> WHAT YOU NEED TO DO
Which lines in the records below contain the word "Lunas"? Return each of them.

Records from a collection
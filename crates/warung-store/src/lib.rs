//! # warung-store: In-Memory Books for Warung
//!
//! Holds every record of the shop for the life of one session and applies
//! the bookkeeping side effects (stock, automatic journals) of each action.
//!
//! ## Architecture Position
//! ```text
//! ┌─────────────────────────────────────────────────────────────────────────┐
//! │                        Warung Data Flow                                 │
//! │                                                                         │
//! │  Shell command (pay --cash 50rb)                                       │
//! │       │                                                                 │
//! │       ▼                                                                 │
//! │  ┌─────────────────────────────────────────────────────────────────┐   │
//! │  │                   warung-store (THIS CRATE)                     │   │
//! │  │                                                                 │   │
//! │  │   ┌───────────────┐    ┌───────────────┐    ┌──────────────┐   │   │
//! │  │   │    Books      │    │  Repositories │    │     Ids      │   │   │
//! │  │   │  (books.rs)   │───►│ (repository/) │    │  (ids.rs)    │   │   │
//! │  │   │               │    │               │    │              │   │   │
//! │  │   │ checkout      │    │ Product       │    │ TRX000001    │   │   │
//! │  │   │ record_*      │    │ Transaction   │    │ PUR000001    │   │   │
//! │  │   │ reports       │    │ Purchase ...  │    │ UUID v4      │   │   │
//! │  │   └───────────────┘    └───────────────┘    └──────────────┘   │   │
//! │  └─────────────────────────────────────────────────────────────────┘   │
//! │       │                                                                 │
//! │       ▼                                                                 │
//! │  warung-core (rules and formulas)                                      │
//! └─────────────────────────────────────────────────────────────────────────┘
//! ```
//!
//! ## Usage
//!
//! ```rust
//! use chrono::NaiveDate;
//! use warung_store::{seed_demo, Books};
//! use warung_core::ReportPeriod;
//!
//! let today = NaiveDate::from_ymd_opt(2024, 5, 17).unwrap();
//! let mut books = Books::default();
//! seed_demo(&mut books, today).unwrap();
//!
//! let sheet = books.balance_sheet(ReportPeriod::All, today);
//! assert!(sheet.is_balanced());
//! ```

// =============================================================================
// Module Declarations
// =============================================================================

pub mod books;
pub mod error;
pub mod ids;
pub mod repository;
pub mod seed;
pub mod store;

// =============================================================================
// Re-exports
// =============================================================================

pub use books::{Books, BooksSettings, PurchaseLine, PurchaseOrder, Receipt};
pub use error::{StoreError, StoreResult};
pub use ids::{IdGenerator, IdKind};
pub use repository::product::StockMovement;
pub use repository::{
    ExpenseFilter, JournalFilter, ProductFilter, ProductRepository, PurchaseFilter,
    TransactionFilter,
};
pub use seed::{seed_demo, SeedSummary};
pub use store::Store;
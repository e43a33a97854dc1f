//! # Kasir Cart
//!
//! The checkout cart, cash tender and sale assembly.
//!
//! ## Cart Operations Flow
//! ```text
//! ┌─────────────────────────────────────────────────────────────────────────┐
//! │                    Kasir Operations                                     │
//! │                                                                         │
//! │  Shell Action            Cart Method              Cart Change           │
//! │  ────────────            ───────────              ───────────           │
//! │                                                                         │
//! │  cart add <product> ───► add_product() ─────────► qty += 1 / push      │
//! │  cart set <p> <n> ─────► update_quantity() ─────► qty = n / remove     │
//! │  cart remove <p> ──────► remove() ──────────────► items.remove(i)      │
//! │  cart clear ───────────► clear() ───────────────► items.clear()        │
//! │                                                                         │
//! │  pay --cash 50rb ──────► Tender::settle() ──────► Settlement           │
//! │                          into_sale() ───────────► NewTransaction       │
//! └─────────────────────────────────────────────────────────────────────────┘
//! ```
//!
//! Stock is checked against the product passed in, so callers must hand
//! over the current catalog record, not a stale copy.

use chrono::NaiveDate;
use serde::{Deserialize, Serialize};
use ts_rs::TS;

use crate::error::{CoreError, CoreResult};
use crate::money::Money;
use crate::types::{
    NewTransaction, PaymentMethod, PaymentStatus, Product, TransactionItem, TransactionKind,
};
use crate::validation::validate_quantity;
use crate::{MAX_CART_ITEMS, MAX_ITEM_QUANTITY};

// =============================================================================
// Cart Item
// =============================================================================

/// A cart line. Price and cost are frozen when the product is first added.
#[derive(Debug, Clone, PartialEq, Eq, Serialize, Deserialize, TS)]
#[serde(rename_all = "camelCase")]
#[ts(export)]
pub struct CartItem {
    pub product_id: String,
    pub name: String,
    pub price: Money,
    pub cost: Money,
    pub quantity: i64,
}

impl CartItem {
    pub fn from_product(product: &Product) -> Self {
        CartItem {
            product_id: product.id.clone(),
            name: product.name.clone(),
            price: product.price,
            cost: product.cost,
            quantity: 1,
        }
    }

    #[inline]
    pub fn line_total(&self) -> Money {
        self.price.multiply_quantity(self.quantity)
    }
}

// =============================================================================
// Cart
// =============================================================================

/// The Kasir cart.
///
/// ## Invariants
/// - Lines are unique by `product_id` and keep insertion order
/// - Every line has `1 <= quantity <= stock` at the time it was changed
/// - At most `MAX_CART_ITEMS` lines
#[derive(Debug, Clone, Default, PartialEq, Eq, Serialize, Deserialize)]
#[serde(rename_all = "camelCase")]
pub struct Cart {
    items: Vec<CartItem>,
}

impl Cart {
    pub fn new() -> Self {
        Cart::default()
    }

    pub fn items(&self) -> &[CartItem] {
        &self.items
    }

    pub fn get(&self, product_id: &str) -> Option<&CartItem> {
        self.items.iter().find(|i| i.product_id == product_id)
    }

    /// Adds one unit of `product`.
    ///
    /// ## Errors
    /// - `OutOfStock` when the product has no stock
    /// - `InsufficientStock` when the cart already holds all of it
    /// - `CartTooLarge` when a new line would exceed the cart limit
    pub fn add_product(&mut self, product: &Product) -> CoreResult<()> {
        if product.is_out_of_stock() {
            return Err(CoreError::OutOfStock {
                name: product.name.clone(),
            });
        }

        if let Some(item) = self.items.iter_mut().find(|i| i.product_id == product.id) {
            if item.quantity >= product.stock || item.quantity >= MAX_ITEM_QUANTITY {
                return Err(CoreError::InsufficientStock {
                    name: product.name.clone(),
                    available: product.stock,
                    requested: item.quantity + 1,
                });
            }
            item.quantity += 1;
            return Ok(());
        }

        if self.items.len() >= MAX_CART_ITEMS {
            return Err(CoreError::CartTooLarge {
                max: MAX_CART_ITEMS,
            });
        }

        self.items.push(CartItem::from_product(product));
        Ok(())
    }

    /// Sets the quantity of a line already in the cart.
    ///
    /// A quantity of zero or less removes the line.
    pub fn update_quantity(&mut self, product: &Product, quantity: i64) -> CoreResult<()> {
        if quantity <= 0 {
            return self.remove(&product.id);
        }

        if quantity > product.stock {
            return Err(CoreError::InsufficientStock {
                name: product.name.clone(),
                available: product.stock,
                requested: quantity,
            });
        }
        validate_quantity(quantity)?;

        match self.items.iter_mut().find(|i| i.product_id == product.id) {
            Some(item) => {
                item.quantity = quantity;
                Ok(())
            }
            None => Err(CoreError::NotInCart(product.name.clone())),
        }
    }

    pub fn remove(&mut self, product_id: &str) -> CoreResult<()> {
        let before = self.items.len();
        self.items.retain(|i| i.product_id != product_id);

        if self.items.len() == before {
            Err(CoreError::NotInCart(product_id.to_string()))
        } else {
            Ok(())
        }
    }

    pub fn clear(&mut self) {
        self.items.clear();
    }

    /// Number of distinct lines.
    pub fn item_count(&self) -> usize {
        self.items.len()
    }

    pub fn total_quantity(&self) -> i64 {
        self.items.iter().map(|i| i.quantity).sum()
    }

    pub fn total(&self) -> Money {
        self.items.iter().map(CartItem::line_total).sum()
    }

    pub fn is_empty(&self) -> bool {
        self.items.is_empty()
    }

    /// Sale description, e.g. `Kopi Susu (2), Roti Bakar (1)`.
    pub fn description(&self) -> String {
        self.items
            .iter()
            .map(|i| format!("{} ({})", i.name, i.quantity))
            .collect::<Vec<_>>()
            .join(", ")
    }

    /// Builds the sale transaction for this cart.
    ///
    /// Kasir sales are always recorded as paid (`Lunas`).
    pub fn into_sale(
        &self,
        date: NaiveDate,
        customer: &str,
        settlement: &Settlement,
    ) -> CoreResult<NewTransaction> {
        if self.is_empty() {
            return Err(CoreError::EmptyCart);
        }

        let items = self
            .items
            .iter()
            .map(|i| TransactionItem {
                product_id: i.product_id.clone(),
                product_name: i.name.clone(),
                quantity: i.quantity,
                price: i.price,
                cost: Some(i.cost),
            })
            .collect();

        Ok(NewTransaction {
            date,
            customer: customer.to_string(),
            kind: TransactionKind::Penjualan,
            amount: self.total(),
            description: self.description(),
            status: PaymentStatus::Lunas,
            items,
            payment_method: Some(settlement.method),
            cash_received: settlement.cash_received,
            change: settlement.change,
        })
    }
}

/// Cart totals for display.
#[derive(Debug, Clone, Serialize, Deserialize)]
#[serde(rename_all = "camelCase")]
pub struct CartTotals {
    pub item_count: usize,
    pub total_quantity: i64,
    pub total: Money,
}

impl From<&Cart> for CartTotals {
    fn from(cart: &Cart) -> Self {
        CartTotals {
            item_count: cart.item_count(),
            total_quantity: cart.total_quantity(),
            total: cart.total(),
        }
    }
}

// =============================================================================
// Tender
// =============================================================================

/// How the customer intends to pay.
#[derive(Debug, Clone, Copy, PartialEq, Eq, Serialize, Deserialize)]
#[serde(rename_all = "camelCase")]
pub struct Tender {
    pub method: PaymentMethod,
    /// Cash handed over; only meaningful for `Tunai`.
    pub cash_received: Option<Money>,
}

/// A tender checked against the total.
#[derive(Debug, Clone, Copy, PartialEq, Eq, Serialize, Deserialize)]
#[serde(rename_all = "camelCase")]
pub struct Settlement {
    pub method: PaymentMethod,
    pub cash_received: Option<Money>,
    pub change: Option<Money>,
}

impl Tender {
    pub fn new(method: PaymentMethod, cash_received: Option<Money>) -> Self {
        Tender {
            method,
            cash_received,
        }
    }

    pub fn cash(received: Money) -> Self {
        Tender::new(PaymentMethod::Tunai, Some(received))
    }

    /// Checks the tender against `total`.
    ///
    /// ## Rules
    /// ```text
    /// Tunai:    cash missing or cash < total → InsufficientPayment
    ///           change = cash − total
    /// Transfer, Kredit: no cash, no change
    /// ```
    pub fn settle(&self, total: Money) -> CoreResult<Settlement> {
        match self.method {
            PaymentMethod::Tunai => {
                let received = self.cash_received.unwrap_or_default();
                if self.cash_received.is_none() || received < total {
                    return Err(CoreError::InsufficientPayment { total, received });
                }
                Ok(Settlement {
                    method: self.method,
                    cash_received: Some(received),
                    change: Some(received - total),
                })
            }
            PaymentMethod::Transfer | PaymentMethod::Kredit => Ok(Settlement {
                method: self.method,
                cash_received: None,
                change: None,
            }),
        }
    }
}

/// Quick-cash buttons shown under the payment field.
pub fn quick_amounts(total: Money) -> [(&'static str, Money); 4] {
    [
        ("Pas", total),
        ("50rb", Money::from_rupiah(50_000)),
        ("100rb", Money::from_rupiah(100_000)),
        ("200rb", Money::from_rupiah(200_000)),
    ]
}

/// Product picker search: case-insensitive match on name or category.
pub fn filter_products<'a>(products: &'a [Product], query: &str) -> Vec<&'a Product> {
    let query = query.trim().to_lowercase();
    products
        .iter()
        .filter(|p| {
            query.is_empty()
                || p.name.to_lowercase().contains(&query)
                || p.category.to_lowercase().contains(&query)
        })
        .collect()
}

// =============================================================================
// Unit Tests
// =============================================================================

> EXPECTED OUTPUT
    /// Kasir sales are always recorded as paid (`Lunas`).
            status: PaymentStatus::Lunas,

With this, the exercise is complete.